The organization, which professes to be “dedicated to securing the rights of free speech, due process, and equality for all persons at Cornell University,” was founded this summer by Matt Gewolb ’04, the CFP’s executive director, and Justin Berkowitz ’05; however, Berkowitz is no longer actively involved with the organization.

“The number-one goal of hunterrawlings.com and the Cornell Freedom Project is to increase discourse on controversial ideas and increase offerings in the marketplace of ideas,” Gewolb said. “The actual political goals are secondary to the principles of free and unfettered speech in the marketplace of ideas.”

Criticisms

In an open letter to President Hunter R. Rawlings III, the CFP was critical of housing programs such as Ujamaa Residential College, calling them self-segregationist.

“You can’t have a healthy, vibrant, open society when you have people living in environments that are closed,” Gewolb explained. “I feel that these ethnic houses stifle any substantial discourse on the issue of race and race relations. I think that voluntary segregation is doing educational harm, societal harm, and is contradictory to the very principles of higher education.”

Rawlings responded to the letter on Oct. 1. He wrote, “Much has happened on campus over the seven years to which you refer in your letter. The North Campus Residential Initiative has brought together the entire freshman class in one location and substantially strengthened the coordination of all living/learning units in that section of the campus.”

The argument over Ujamaa is one that the University has heard before.

“Ujamaa is a long-standing program house here at Cornell. At times over the years, some people have raised objections with outside organizations about not only Ujamaa but other program houses as well, but the University has not changed its position,” said Henrik N. Dullea ’61, vice president for University relations.

The website also calls for an end to the minority, international and lesbian, gay, bisexual, transgender and questioning (LGBTQ) seats on the S.A. because, it says, they create a double representation for some students of the University. Under the current makeup of the S.A., students are represented by their college and by undesignated Assembly members, and some students are also represented by the minority, international and LGBTQ members as well.

The S.A. is currently in the process of drafting an official response to Gewolb and the CFP.

However, Sai Pidatala ’04, executive vice president of the S.A., offered his own response.

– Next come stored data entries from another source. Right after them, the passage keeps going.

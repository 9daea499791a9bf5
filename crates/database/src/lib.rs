//! Top-level wiring: owns the page file, buffer cache, catalog and live
//! index registry behind a single synchronous entry point. No concurrency,
//! no network, no replication — a database instance is one page file plus
//! the in-memory structures rebuilt from it on open.

use std::time::Instant;

use buffer::{BufferCache, TableStore};
use catalog::Catalog;
use common::{Config, DbError, DbResult, RowMap};
use executor::IndexRegistry;
use parser::parse_sql;
use storage::PageManager;
use types::Value;

/// Outcome of `Database::execute_sql`. Always returned, never an `Err` —
/// every `DbError` raised while parsing, planning, or executing is caught
/// here and folded into `success = false` with a human-readable message.
#[derive(Clone, Debug, PartialEq)]
pub struct ExecutionResult {
    pub success: bool,
    pub message: String,
    pub columns: Vec<String>,
    pub rows: Vec<RowMap>,
    pub rows_affected: u64,
    pub duration_seconds: f64,
}

pub struct Database {
    catalog: Catalog,
    store: TableStore,
    indexes: IndexRegistry,
}

impl Database {
    /// Opens the page file named by `config.path`, creating it if it
    /// doesn't exist. Bootstraps `pg_catalog`/`pg_indexes` (reattaching
    /// their pages on reopen), then rebuilds every index named in
    /// `pg_indexes` by scanning its table — indexes are never persisted
    /// in their own right, only the fact that they exist is.
    pub fn open(config: &Config) -> DbResult<Self> {
        let page_manager = PageManager::open(&config.path)?;
        let cache = BufferCache::new(
            page_manager,
            config.buffer_pool_pages,
            config.eviction_policy,
            config.lrfu_decay,
        );
        let mut store = TableStore::new(cache);
        let catalog = Catalog::bootstrap(&mut store)?;

        let mut indexes = IndexRegistry::new();
        for table in catalog.tables() {
            for index in catalog.indexes_on(&table.name) {
                indexes.rebuild(&mut store, &table.name, &index.column, &index.kind)?;
            }
        }

        tracing::debug!(
            tables = catalog.tables().count(),
            path = %config.path.display(),
            "database opened"
        );

        Ok(Self { catalog, store, indexes })
    }

    /// Parses, plans, and executes a single SQL statement, timing the
    /// whole pipeline. Never panics on malformed SQL or storage failures —
    /// any `DbError` becomes a non-success result with `message = "{err}"`.
    pub fn execute_sql(&mut self, sql: &str) -> ExecutionResult {
        let start = Instant::now();
        let outcome = self.run(sql);
        let duration_seconds = start.elapsed().as_secs_f64();

        match outcome {
            Ok(result) => ExecutionResult {
                success: true,
                message: result.message,
                columns: result.columns,
                rows: result.rows,
                rows_affected: result.rows_affected,
                duration_seconds,
            },
            Err(err) => ExecutionResult {
                success: false,
                message: format!("{err}"),
                columns: Vec::new(),
                rows: Vec::new(),
                rows_affected: 0,
                duration_seconds,
            },
        }
    }

    /// Executes every statement `sql` parses to, in order, and returns the
    /// last one's result — a caller passing a loader's worth of
    /// `;`-separated statements in one call gets each applied in sequence.
    fn run(&mut self, sql: &str) -> DbResult<executor::ExecutionResult> {
        let statements = parse_sql(sql)?;
        let mut last = None;
        for stmt in statements {
            let plan = planner::plan(stmt, &self.catalog)?;
            last = Some(executor::execute(plan, &mut self.catalog, &mut self.store, &mut self.indexes)?);
        }
        last.ok_or_else(|| DbError::Semantic("no SQL statement given".into()))
    }

    pub fn catalog(&self) -> &Catalog {
        &self.catalog
    }

    /// Point-searches a column's live index, returning the record ids of
    /// every row currently matching `key`. Returns an empty vec if the
    /// column has no index rather than erroring, since "no match" and
    /// "no index" look the same to a caller that only wants locations.
    pub fn index_lookup(
        &self,
        table: &str,
        column: &str,
        key: &Value,
    ) -> DbResult<Vec<common::RecordId>> {
        match self.indexes.get(table, column) {
            Some(handle) => handle.search(key),
            None => Ok(Vec::new()),
        }
    }
}
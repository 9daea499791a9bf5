use super::*;
use buffer::{BufferCache, TableStore};
use common::EvictionPolicy;
use parser::parse_sql;
use storage::PageManager;
use tempfile::NamedTempFile;
use types::SqlType;

fn store() -> TableStore {
    let tmp = NamedTempFile::new().unwrap();
    std::fs::remove_file(tmp.path()).ok();
    let pm = PageManager::open(tmp.path()).unwrap();
    let cache = BufferCache::new(pm, 16, EvictionPolicy::Lru, 0.5);
    TableStore::new(cache)
}

fn sample_catalog() -> (Catalog, TableStore) {
    let mut store = store();
    let mut catalog = Catalog::bootstrap(&mut store).unwrap();
    catalog
        .create_table(
            &mut store,
            "students",
            vec![
                storage::ColumnInfo::new("id", SqlType::Int),
                storage::ColumnInfo::new("name", SqlType::Varchar),
                storage::ColumnInfo::new("age", SqlType::Int),
            ],
        )
        .unwrap();
    (catalog, store)
}

#[test]
fn create_table_fails_if_already_exists() {
    let (catalog, _store) = sample_catalog();
    let stmt = parse_sql("CREATE TABLE students (id INT);").unwrap().remove(0);
    let err = plan(stmt, &catalog).unwrap_err();
    assert!(matches!(err, DbError::Semantic(_)));
}

#[test]
fn insert_requires_every_column_named() {
    let (catalog, _store) = sample_catalog();
    let stmt = parse_sql("INSERT INTO students (id, name) VALUES (1, 'Ada');").unwrap().remove(0);
    let err = plan(stmt, &catalog).unwrap_err();
    assert!(matches!(err, DbError::Semantic(_)));
}

#[test]
fn insert_coerces_and_orders_values_by_schema() {
    let (catalog, _store) = sample_catalog();
    let stmt = parse_sql("INSERT INTO students (name, id, age) VALUES ('Ada', 1, 30);")
        .unwrap()
        .remove(0);
    let plan = plan(stmt, &catalog).unwrap();
    match plan {
        PhysicalPlan::Insert { table, values } => {
            assert_eq!(table, "students");
            assert_eq!(values, vec![Value::Int(1), Value::Text("Ada".into()), Value::Int(30)]);
        }
        other => panic!("expected Insert, got {other:?}"),
    }
}

#[test]
fn select_where_coerces_literal_against_column_type() {
    let (catalog, _store) = sample_catalog();
    let stmt = parse_sql("SELECT name FROM students WHERE id > 1;").unwrap().remove(0);
    let plan = plan(stmt, &catalog).unwrap();
    match plan {
        PhysicalPlan::Select { predicate: Some(Expr::Binary { right, .. }), .. } => {
            assert_eq!(*right, Expr::Literal(Value::Int(1)));
        }
        other => panic!("expected Select with coerced predicate, got {other:?}"),
    }
}

#[test]
fn select_rejects_unknown_column() {
    let (catalog, _store) = sample_catalog();
    let stmt = parse_sql("SELECT bogus FROM students;").unwrap().remove(0);
    let err = plan(stmt, &catalog).unwrap_err();
    assert!(matches!(err, DbError::Semantic(_)));
}

#[test]
fn select_with_group_by_produces_groupby_reduction() {
    let (catalog, _store) = sample_catalog();
    let stmt = parse_sql("SELECT name, COUNT(*) FROM students GROUP BY name;")
        .unwrap()
        .remove(0);
    let plan = plan(stmt, &catalog).unwrap();
    match plan {
        PhysicalPlan::Select { reduction: Reduction::GroupBy { keys, aggregates }, .. } => {
            assert_eq!(keys, vec!["name".to_string()]);
            assert_eq!(aggregates.len(), 1);
            assert_eq!(aggregates[0].func, AggFunc::Count);
        }
        other => panic!("expected GroupBy reduction, got {other:?}"),
    }
}

#[test]
fn select_with_aggregate_and_no_group_by_produces_aggregate_reduction() {
    let (catalog, _store) = sample_catalog();
    let stmt = parse_sql("SELECT AVG(age) FROM students;").unwrap().remove(0);
    let plan = plan(stmt, &catalog).unwrap();
    match plan {
        PhysicalPlan::Select { reduction: Reduction::Aggregate(specs), .. } => {
            assert_eq!(specs.len(), 1);
            assert_eq!(specs[0].label, "AVG(age)");
        }
        other => panic!("expected Aggregate reduction, got {other:?}"),
    }
}

#[test]
fn select_with_plain_columns_has_no_reduction() {
    let (catalog, _store) = sample_catalog();
    let stmt = parse_sql("SELECT * FROM students;").unwrap().remove(0);
    let plan = plan(stmt, &catalog).unwrap();
    assert!(matches!(plan, PhysicalPlan::Select { reduction: Reduction::None, .. }));
}

#[test]
fn update_resolves_column_ordinal_and_coerces_value() {
    let (catalog, _store) = sample_catalog();
    let stmt = parse_sql("UPDATE students SET age = 31 WHERE id = 1;").unwrap().remove(0);
    let plan = plan(stmt, &catalog).unwrap();
    match plan {
        PhysicalPlan::Update { assignments, .. } => {
            assert_eq!(assignments, vec![(2, Value::Int(31))]);
        }
        other => panic!("expected Update, got {other:?}"),
    }
}

#[test]
fn create_index_rejects_unknown_column() {
    let (catalog, _store) = sample_catalog();
    let stmt = parse_sql("CREATE INDEX idx ON students(bogus);").unwrap().remove(0);
    let err = plan(stmt, &catalog).unwrap_err();
    assert!(matches!(err, DbError::Semantic(_)));
}

#[test]
fn create_index_rejects_already_indexed_column() {
    let (mut catalog, mut store) = sample_catalog();
    catalog
        .create_index(&mut store, "students", "idx_id", "id", IndexKind::BTree, false)
        .unwrap();
    let stmt = parse_sql("CREATE INDEX idx_id_2 ON students(id);").unwrap().remove(0);
    let err = plan(stmt, &catalog).unwrap_err();
    assert!(matches!(err, DbError::Semantic(_)));
}
use super::*;

#[test]
fn parses_create_table() {
    let stmts = parse_sql("CREATE TABLE students (id INT, name VARCHAR);").unwrap();
    assert_eq!(stmts.len(), 1);
    match &stmts[0] {
        Statement::CreateTable { name, columns } => {
            assert_eq!(name, "students");
            assert_eq!(columns.len(), 2);
            assert_eq!(columns[0].name, "id");
            assert_eq!(columns[0].ty, SqlType::Int);
            assert_eq!(columns[1].name, "name");
            assert_eq!(columns[1].ty, SqlType::Varchar);
        }
        other => panic!("expected CreateTable, got {other:?}"),
    }
}

#[test]
fn parses_create_unique_index() {
    let stmts = parse_sql("CREATE UNIQUE INDEX idx_id ON students(id);").unwrap();
    match &stmts[0] {
        Statement::CreateIndex { name, table, column, unique } => {
            assert_eq!(name, "idx_id");
            assert_eq!(table, "students");
            assert_eq!(column, "id");
            assert!(*unique);
        }
        other => panic!("expected CreateIndex, got {other:?}"),
    }
}

#[test]
fn parses_create_index_without_unique() {
    let stmts = parse_sql("CREATE INDEX idx_name ON students(name);").unwrap();
    match &stmts[0] {
        Statement::CreateIndex { unique, .. } => assert!(!*unique),
        other => panic!("expected CreateIndex, got {other:?}"),
    }
}

#[test]
fn parses_drop_index() {
    let stmts = parse_sql("DROP INDEX idx_id;").unwrap();
    match &stmts[0] {
        Statement::DropIndex { name } => assert_eq!(name, "idx_id"),
        other => panic!("expected DropIndex, got {other:?}"),
    }
}

#[test]
fn parses_insert_with_column_list() {
    let stmts = parse_sql("INSERT INTO students (id, name) VALUES (1, 'Ada');").unwrap();
    match &stmts[0] {
        Statement::Insert { table, columns, values } => {
            assert_eq!(table, "students");
            assert_eq!(columns, &vec!["id".to_string(), "name".to_string()]);
            assert_eq!(values.len(), 2);
            assert_eq!(values[0], Expr::Literal(Value::Text("1".to_string())));
            assert_eq!(values[1], Expr::Literal(Value::Text("Ada".to_string())));
        }
        other => panic!("expected Insert, got {other:?}"),
    }
}

#[test]
fn insert_column_value_count_mismatch_is_a_semantic_error() {
    let err = parse_sql("INSERT INTO students (id, name) VALUES (1);").unwrap_err();
    assert!(matches!(err, DbError::Semantic(_)));
}

#[test]
fn parses_select_wildcard() {
    let stmts = parse_sql("SELECT * FROM students;").unwrap();
    match &stmts[0] {
        Statement::Select { items, table, selection, .. } => {
            assert_eq!(items, &vec![SelectItem::Wildcard]);
            assert_eq!(table, "students");
            assert!(selection.is_none());
        }
        other => panic!("expected Select, got {other:?}"),
    }
}

#[test]
fn parses_select_with_where_clause() {
    let stmts = parse_sql("SELECT id, name FROM students WHERE age > 20;").unwrap();
    match &stmts[0] {
        Statement::Select { items, selection, .. } => {
            assert_eq!(
                items,
                &vec![
                    SelectItem::Column("id".to_string()),
                    SelectItem::Column("name".to_string()),
                ]
            );
            let cond = selection.as_ref().expect("WHERE required");
            match cond {
                Expr::Binary { left, op, right } => {
                    assert_eq!(**left, Expr::Column { table: None, name: "age".to_string() });
                    assert_eq!(*op, BinaryOp::Gt);
                    assert_eq!(**right, Expr::Literal(Value::Text("20".to_string())));
                }
                other => panic!("expected Binary, got {other:?}"),
            }
        }
        other => panic!("expected Select, got {other:?}"),
    }
}

#[test]
fn parses_where_with_and_or_left_associatively() {
    let stmts =
        parse_sql("SELECT * FROM students WHERE age > 20 AND age < 30 OR name = 'Ada';").unwrap();
    match &stmts[0] {
        Statement::Select { selection, .. } => {
            let cond = selection.as_ref().unwrap();
            match cond {
                Expr::Binary { op: BinaryOp::Or, left, .. } => match left.as_ref() {
                    Expr::Binary { op: BinaryOp::And, .. } => {}
                    other => panic!("expected left-associative AND, got {other:?}"),
                },
                other => panic!("expected top-level OR, got {other:?}"),
            }
        }
        other => panic!("expected Select, got {other:?}"),
    }
}

#[test]
fn parses_aggregate_with_group_by_and_alias() {
    let stmts =
        parse_sql("SELECT name, COUNT(*) AS total FROM students GROUP BY name;").unwrap();
    match &stmts[0] {
        Statement::Select { items, group_by, .. } => {
            assert_eq!(group_by, &vec!["name".to_string()]);
            match &items[1] {
                SelectItem::Aggregate { func, arg, alias } => {
                    assert_eq!(*func, AggFunc::Count);
                    assert_eq!(*arg, AggArg::Star);
                    assert_eq!(alias.as_deref(), Some("total"));
                }
                other => panic!("expected Aggregate, got {other:?}"),
            }
        }
        other => panic!("expected Select, got {other:?}"),
    }
}

#[test]
fn parses_avg_aggregate_without_alias() {
    let stmts = parse_sql("SELECT AVG(age) FROM students;").unwrap();
    match &stmts[0] {
        Statement::Select { items, .. } => match &items[0] {
            SelectItem::Aggregate { func, arg, alias } => {
                assert_eq!(*func, AggFunc::Avg);
                assert_eq!(*arg, AggArg::Column("age".to_string()));
                assert!(alias.is_none());
                assert_eq!(items[0].default_label(), "AVG(age)");
            }
            other => panic!("expected Aggregate, got {other:?}"),
        },
        other => panic!("expected Select, got {other:?}"),
    }
}

#[test]
fn parses_order_by_and_limit() {
    let stmts =
        parse_sql("SELECT * FROM students ORDER BY age DESC, name LIMIT 10;").unwrap();
    match &stmts[0] {
        Statement::Select { order_by, limit, .. } => {
            assert_eq!(order_by.len(), 2);
            assert_eq!(order_by[0].column, "age");
            assert_eq!(order_by[0].direction, SortDirection::Desc);
            assert_eq!(order_by[1].column, "name");
            assert_eq!(order_by[1].direction, SortDirection::Asc);
            assert_eq!(*limit, Some(10));
        }
        other => panic!("expected Select, got {other:?}"),
    }
}

#[test]
fn parses_update_with_multiple_assignments() {
    let stmts = parse_sql("UPDATE students SET name = 'Grace', age = 31 WHERE id = 1;").unwrap();
    match &stmts[0] {
        Statement::Update { table, assignments, selection } => {
            assert_eq!(table, "students");
            assert_eq!(assignments.len(), 2);
            assert_eq!(assignments[0].0, "name");
            assert!(selection.is_some());
        }
        other => panic!("expected Update, got {other:?}"),
    }
}

#[test]
fn parses_delete_without_where() {
    let stmts = parse_sql("DELETE FROM students;").unwrap();
    match &stmts[0] {
        Statement::Delete { table, selection } => {
            assert_eq!(table, "students");
            assert!(selection.is_none());
        }
        other => panic!("expected Delete, got {other:?}"),
    }
}

#[test]
fn parses_multiple_statements_separated_by_semicolons() {
    let stmts = parse_sql(
        "CREATE TABLE t (id INT); INSERT INTO t (id) VALUES (1); SELECT * FROM t;;",
    )
    .unwrap();
    assert_eq!(stmts.len(), 3);
}

#[test]
fn parenthesized_condition_overrides_left_associativity() {
    let stmts =
        parse_sql("SELECT * FROM students WHERE age > 20 AND (name = 'Ada' OR name = 'Lin');")
            .unwrap();
    match &stmts[0] {
        Statement::Select { selection, .. } => {
            let cond = selection.as_ref().unwrap();
            match cond {
                Expr::Binary { op: BinaryOp::And, right, .. } => match right.as_ref() {
                    Expr::Binary { op: BinaryOp::Or, .. } => {}
                    other => panic!("expected parenthesized OR on the right, got {other:?}"),
                },
                other => panic!("expected top-level AND, got {other:?}"),
            }
        }
        other => panic!("expected Select, got {other:?}"),
    }
}

#[test]
fn unknown_token_surfaces_as_parse_error() {
    let err = parse_sql("SELECT # FROM students;").unwrap_err();
    assert!(matches!(err, DbError::Parse { .. }));
}

#[test]
fn missing_from_surfaces_as_parse_error_naming_expectation() {
    let err = parse_sql("SELECT id students;").unwrap_err();
    match err {
        DbError::Parse { expected, .. } => assert_eq!(expected, "FROM"),
        other => panic!("expected Parse error, got {other:?}"),
    }
}
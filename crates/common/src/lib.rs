#[cfg(test)]
mod tests;

pub mod pretty;

use serde::{Deserialize, Serialize};
use std::{collections::HashMap, io, path::PathBuf, time::Duration};
use thiserror::Error;
use types::Value;

/// Size in bytes of a page, including its header. Fixed by the wire format —
/// not a tunable, since the on-disk header layout bakes in 4096-byte pages.
pub const PAGE_SIZE: usize = 4096;

/// Identifier for a column within a table schema.
pub type ColumnId = u16;

/// Identifier for a table registered in the catalog.
#[derive(Clone, Copy, Debug, PartialEq, Eq, Hash, Serialize, Deserialize)]
pub struct TableId(pub u64);

/// Record identifier: the page holding the record and the byte offset (from
/// the start of the page, i.e. including the 80-byte header) at which the
/// record's tombstone byte begins. Unlike a slot index, this offset is only
/// stable until the next page rewrite (UPDATE/DELETE compaction) — index
/// entries built from a `RecordId` are refreshed at that point per the
/// engine's documented best-effort index maintenance.
#[derive(Clone, Copy, Debug, PartialEq, Eq, Hash, Serialize, Deserialize)]
pub struct RecordId {
    pub page_id: u32,
    pub offset: u32,
}

/// Positional row representation backed by `types::Value`.
#[derive(Clone, Debug, Serialize, Deserialize)]
pub struct Row {
    pub values: Vec<Value>,
    #[serde(skip)]
    #[serde(default)]
    rid: Option<RecordId>,
}

impl Row {
    pub fn new(values: Vec<Value>) -> Self {
        Self { values, rid: None }
    }

    pub fn from_values(values: Vec<Value>) -> Self {
        Self::new(values)
    }

    pub fn with_rid(mut self, rid: RecordId) -> Self {
        self.rid = Some(rid);
        self
    }

    pub fn set_rid(&mut self, rid: Option<RecordId>) {
        self.rid = rid;
    }

    pub fn rid(&self) -> Option<RecordId> {
        self.rid
    }

    pub fn into_values(self) -> Vec<Value> {
        self.values
    }
}

impl From<Vec<Value>> for Row {
    fn from(values: Vec<Value>) -> Self {
        Row::new(values)
    }
}

/// Named projection of a row keyed by column name.
pub type RowMap = HashMap<String, Value>;

/// Rectangular result set carrying column labels and rows.
#[derive(Clone, Debug, Serialize, Deserialize)]
pub struct RecordBatch {
    pub columns: Vec<String>,
    pub rows: Vec<Row>,
}

/// Canonical error type shared across database subsystems.
#[derive(Error, Debug)]
pub enum DbError {
    #[error("lex: {0}")]
    Lex(String),
    #[error("parse: {message} (line {line}, column {column}, expected {expected})")]
    Parse {
        message: String,
        line: usize,
        column: usize,
        expected: String,
    },
    #[error("semantic: {0}")]
    Semantic(String),
    #[error("storage: {0}")]
    Storage(String),
    #[error("exec: {0}")]
    Execution(String),
    #[error("constraint violation: {0}")]
    Constraint(String),
    #[error(transparent)]
    Io(#[from] io::Error),
}

/// Result alias that carries a `DbError`.
pub type DbResult<T> = Result<T, DbError>;

/// Buffer cache eviction policy. See `buffer::BufferCache`.
#[derive(Clone, Copy, Debug, PartialEq, Eq, Serialize, Deserialize)]
pub enum EvictionPolicy {
    Lru,
    Fifo,
    Lrfu,
}

impl Default for EvictionPolicy {
    fn default() -> Self {
        EvictionPolicy::Lru
    }
}

/// Runtime configuration for the database components.
///
/// # Example
/// ```
/// use common::Config;
/// use std::path::PathBuf;
///
/// let config = Config::builder()
///     .path(PathBuf::from("./my_db.heap"))
///     .buffer_pool_pages(64)
///     .build();
/// ```
#[derive(Clone, Debug, Serialize, Deserialize, bon::Builder)]
pub struct Config {
    /// Path to the single heap file backing the database.
    #[builder(default = PathBuf::from("./database.heap"))]
    pub path: PathBuf,
    /// Number of pages the buffer pool keeps resident.
    #[builder(default = 256)]
    pub buffer_pool_pages: usize,
    /// Eviction policy used once the pool is at capacity.
    #[builder(default)]
    pub eviction_policy: EvictionPolicy,
    /// Decay factor used by the LRFU policy, in (0, 1).
    #[builder(default = 0.5)]
    pub lrfu_decay: f64,
}

impl Default for Config {
    fn default() -> Self {
        Self {
            path: PathBuf::from("./database.heap"),
            buffer_pool_pages: 256,
            eviction_policy: EvictionPolicy::Lru,
            lrfu_decay: 0.5,
        }
    }
}

/// Execution statistics collected while a statement runs.
#[derive(Clone, Debug, Default)]
pub struct ExecutionStats {
    pub open_time: Duration,
    pub total_next_time: Duration,
    pub close_time: Duration,
    pub rows_produced: u64,
    pub rows_filtered: u64,
    pub pages_scanned: u64,
}

impl ExecutionStats {
    pub fn total_time(&self) -> Duration {
        self.open_time + self.total_next_time + self.close_time
    }

    pub fn format_duration(d: Duration) -> String {
        let micros = d.as_micros();
        if micros < 1000 {
            format!("{micros}µs")
        } else if micros < 1_000_000 {
            format!("{:.2}ms", micros as f64 / 1000.0)
        } else {
            format!("{:.3}s", micros as f64 / 1_000_000.0)
        }
    }
}

/// Convenient re-exports for downstream crates.
pub mod prelude {
    pub use crate::{Config, DbError, DbResult, ExecutionStats, RecordBatch, Row, RowMap};
    pub use types::{SqlType, Value};
}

“A lot of people bash these seats and say it is very undemocratic to have them. However, their logic is very faulty for a number of reasons. Number one, the reason that these seats were created was because there is a need for them. Number two, these seats were intended to create multiple points of access for the student body to the student government. It is just to help people; the creation of those seats is to create a broad spectrum of views on campus,” Pidatala said.

The issue of double representation within the S.A. has been a topic of interest for many student-run political organizations. However, Gewolb explains that the CFP is in no way related to any other political groups.

“For any given situation, my recommendations are based on fairness and equality, not on partisan politics. I will not be drawn into partisan squabbles,” he said. “I am an independent thinker and will not be held hostage by tragically backward and dogmatic party platforms. I am certainly not a member of, nor am I associated with, the Cornell Republicans or Democrats.”

Instead, Gewolb explains that the CFP intends to expand controversial debate at Cornell.

“I believe in justice, equality and fairness for all people. I want to make every Cornellian a participant in democracy, expand the marketplace of ideas and expand debate on controversial issues at Cornell because that way we will move on as a college, University, institution and society,” he said.